Monday, 21 January 2013

100 mph

Clarey - 100mph run
Mrs FB does not generally feel the need for speed. She will frequently mutter 'It's too fast' as Fantasy Bob pushes the Volvo round the City Bypass at speeds nearing 50 mph.

However she thrilled with FB in watching French skier Johan Clarey set a World Cup speed record of 100.6 mph during the weekend's race at Wengen in Switzerland. Although he hit that speed on a section of the course Clarey did not win the race outright, he was fifth as the title went to Italian Christian Innerhoffer who reached a modest maximum of just under 99 mph.

Quite what it feels like going at such a speed on skis FB finds hard to imagine. He rather concurs with Mrs FB's refrain 'It's too fast.'

Rigolly - has to hurry to get to cricket practice
Yet 100 mph is one of those totemic measures. Once upon a time only the most souped up motors could manage to approach it. The first driver to do it was in 1904 when Frenchman Louis Rigolly reached 103.55mph in a Gobron-Brillie car at Ostend. There is no explanation of why he wanted to get to Ostend so quickly. Nowadays there is a cricket club in Ostend so had he been travelling nowadays he might be late for net practice, but that was not the case in 1904.

Nowadays most motors could have a good stab at hitting 100 mph.   Indeed so smooth at modern cars that FB has occasionally looked at the speedometer to be surprised how fast he was actually going.  But he would be well short of the highest top speed by a street legal production car which belongs to the Bugatti Veyron Super Sport.  This boy's toy's top speed is listed as 220mph but which hit 268 mph in test conditions. Mrs FB would definitely be of the view that this is too fast.
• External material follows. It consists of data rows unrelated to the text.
// ============================================================================
// STALL MODAL VIEW - Detalle de un puesto + like
// ============================================================================

use wasm_bindgen::prelude::*;
use wasm_bindgen::JsCast;
use web_sys::{Element, HtmlButtonElement};

use crate::dom::{
    append_child, get_element_by_id, set_inner_html, set_text_by_id, toggle_class, ElementBuilder,
};
use crate::state::app_state::AppState;
use crate::viewmodels::{StallDetail, StallViewModel};

pub const MODAL_ID: &str = "modal";
pub const MODAL_CONTENT_ID: &str = "modalContent";
pub const MODAL_CLOSE_ID: &str = "closeModal";

/// Contenedor vacío del modal (oculto)
pub fn render_modal_shell() -> Result<Element, JsValue> {
    let content = ElementBuilder::new("div")?.id(MODAL_CONTENT_ID)?.build();
    let close_btn = ElementBuilder::new("button")?
        .id(MODAL_CLOSE_ID)?
        .class("close")
        .text("✕")
        .on_click(|_e| {
            if let Err(e) = close_modal() {
                log::warn!("⚠️ [MODAL] {:?}", e);
            }
        })?
        .build();

    let card = ElementBuilder::new("div")?
        .class("modal-card")
        .child(close_btn)?
        .child(content)?
        .build();

    Ok(ElementBuilder::new("div")?
        .id(MODAL_ID)?
        .class("modal hidden")
        .child(card)?
        .build())
}

pub fn close_modal() -> Result<(), JsValue> {
    if let Some(modal) = get_element_by_id(MODAL_ID) {
        toggle_class(&modal, "hidden", true)?;
    }
    if let Some(content) = get_element_by_id(MODAL_CONTENT_ID) {
        set_inner_html(&content, "");
    }
    Ok(())
}

/// Abre el modal de `stall_id`; puesto desconocido o sin dataset = no-op
pub fn open_stall_modal(state: &AppState, stall_id: &str) -> Result<(), JsValue> {
    let Some(detail) = state.stall_detail(stall_id) else {
        log::info!("ℹ️ [MODAL] Puesto {} no disponible", stall_id);
        return Ok(());
    };
    let (Some(modal), Some(content)) =
        (get_element_by_id(MODAL_ID), get_element_by_id(MODAL_CONTENT_ID))
    else {
        return Ok(());
    };

    set_inner_html(&content, &stall_detail_html(&detail));
    append_child(&content, &render_like_actions(state, &detail)?)?;
    toggle_class(&modal, "hidden", false)?;
    Ok(())
}

fn render_like_actions(state: &AppState, detail: &StallDetail) -> Result<Element, JsValue> {
    let stall_id = detail.stall.id.clone();
    let button = {
        let state = state.clone();
        let stall_id = stall_id.clone();
        ElementBuilder::new("button")?
            .class(if detail.already_liked { "like disabled" } else { "like" })
            .attr("data-id", &stall_id)?
            .id(&like_button_id(&stall_id))?
            .text(StallViewModel::like_label(detail.already_liked))
            .on_click(move |_e| {
                state.like_stall(&stall_id);
            })?
            .build()
    };
    if detail.already_liked {
        button.set_attribute("disabled", "")?;
    }

    let counter = ElementBuilder::new("span")?
        .id(&like_counter_id(&stall_id))?
        .text(&detail.stall.likes.to_string())
        .build();

    ElementBuilder::new("div")?
        .class("actions")
        .child(button)?
        .child(counter)
        .map(ElementBuilder::build)
}

/// Refresca botón y contador una vez registrado el like
pub fn update_like_actions(state: &AppState, stall_id: &str) -> Result<(), JsValue> {
    let Some(detail) = state.stall_detail(stall_id) else {
        return Ok(());
    };
    if let Some(button) = get_element_by_id(&like_button_id(stall_id)) {
        if let Some(button) = button.dyn_ref::<HtmlButtonElement>() {
            button.set_disabled(detail.already_liked);
        }
        button.set_text_content(Some(StallViewModel::like_label(detail.already_liked)));
        toggle_class(&button, "disabled", detail.already_liked)?;
    }
    set_text_by_id(&like_counter_id(stall_id), &detail.stall.likes.to_string());
    Ok(())
}

fn like_button_id(stall_id: &str) -> String {
    format!("like-{}", stall_id)
}

fn like_counter_id(stall_id: &str) -> String {
    format!("likes-{}", stall_id)
}

pub fn stall_detail_html(detail: &StallDetail) -> String {
    let s = &detail.stall;
    let fractions = s
        .waste_fractions
        .iter()
        .map(|f| format!(r#"<span class="badge-chip">{}</span>"#, escape_html(f)))
        .collect::<Vec<_>>()
        .join(" ");
    let co2_line = format!(
        r#"{} kg <span class="small">(mål: {} kg) {}</span>"#,
        s.co2_per_meal_kg,
        detail.co2_goal,
        if detail.meets_co2_goal { "✅" } else { "⚠️" }
    );

    format!(
        r#"<h2>{name}</h2>
    <div class="info-grid">
      <div class="kv"><b>Madtype</b><div class="v">{food_type}</div></div>
      <div class="kv"><b>Energi</b><div class="v">{energy}</div></div>
      <div class="kv"><b>CO₂ pr. måltid</b><div class="v">{co2_line}</div></div>
      <div class="kv"><b>Madspild</b><div class="v">{waste}% • Donation: {donates}</div></div>
      <div class="kv">
        <b>Økologi</b>
        <div class="progress" title="{organic}%"><span style="width:{organic_width}%"></span></div>
        <div class="small">{organic}%</div>
      </div>
      <div class="kv">
        <b>Lokal andel</b>
        <div class="progress" title="{local}%"><span style="width:{local_width}%"></span></div>
        <div class="small">{local}%</div>
      </div>
    </div>

    <b>Affaldssortering</b>
    <div class="badges">{fractions}</div>

    <div class="flow">
      <div class="step">🍔 Mad</div><div class="sep">➜</div>
      <div class="step">🗑️ Affald</div><div class="sep">➜</div>
      <div class="step">🔄 Biogas/Genbrug</div><div class="sep">➜</div>
      <div class="step">🔋 Energi</div><div class="sep">➜</div>
      <div class="step">🎶 Festival</div>
    </div>"#,
        name = escape_html(&s.name),
        food_type = escape_html(&s.food_type),
        energy = escape_html(&s.energy),
        co2_line = co2_line,
        waste = s.food_waste_pct,
        donates = if s.donates_surplus { "Ja" } else { "Nej" },
        organic = s.organic_pct,
        organic_width = detail.organic_width,
        local = s.local_pct,
        local_width = detail.local_width,
        fractions = fractions,
    )
}

fn escape_html(raw: &str) -> String {
    raw.replace('&', "&amp;")
        .replace('<', "&lt;")
        .replace('>', "&gt;")
        .replace('"', "&quot;")
}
100mph is also a totemic measure in cricket. While there have been many claims that bowlers have hit 100mph - 1950s England bowler Typhoon Tyson was said to have bowled at 110mph - measurement techniques mean that this cannot be verified. Nor are batsmen to be relied on as witnesses. FB has on many occasions when shambling to the crease been told by the outgoing batsman, 'Watch it FB he's bowling at 1200mph'. FB is usually sceptical of this information particularly when the bowler is question is either a geriatric off spinner who can barely manage his 3 yard run up, or a tearaway 11 year old. Perhaps long ago the former touched a decent speed; perhaps one day the latter will hit the magic mark. But not that day. not against FB.

Akhtar in 2003
The fastest ball in cricket is accepted to have been bowled by Shoaib Akhtar, the Rawalpindi Express himself, in the 2003 World Cup. There are also claims that Brett Lee, Shane Bond, and Shaun Tait have hit the mark. There is no documented instance of FB having got anywhere near this speed. He is with Mrs FB - it's all too fast and nowadays FB's slower slower ball is probably his most dangerous weapon.

But one Australian bowler did get up to 100mph last year. Shane Warne was fined for speeding on the A74 between Glasgow and Carlisle. There is no explanation for this - he was actually heading towards Glasgow. Warne generally bowled at about half that speed. But at least he was on a motorway - Chelsea footballer Ashley Cole was done for hitting 100mph on a road with a 50mph limit.

FB thinks 50mph is a decent speed and would like to see it imposed as a limit for any bowler bowling to him.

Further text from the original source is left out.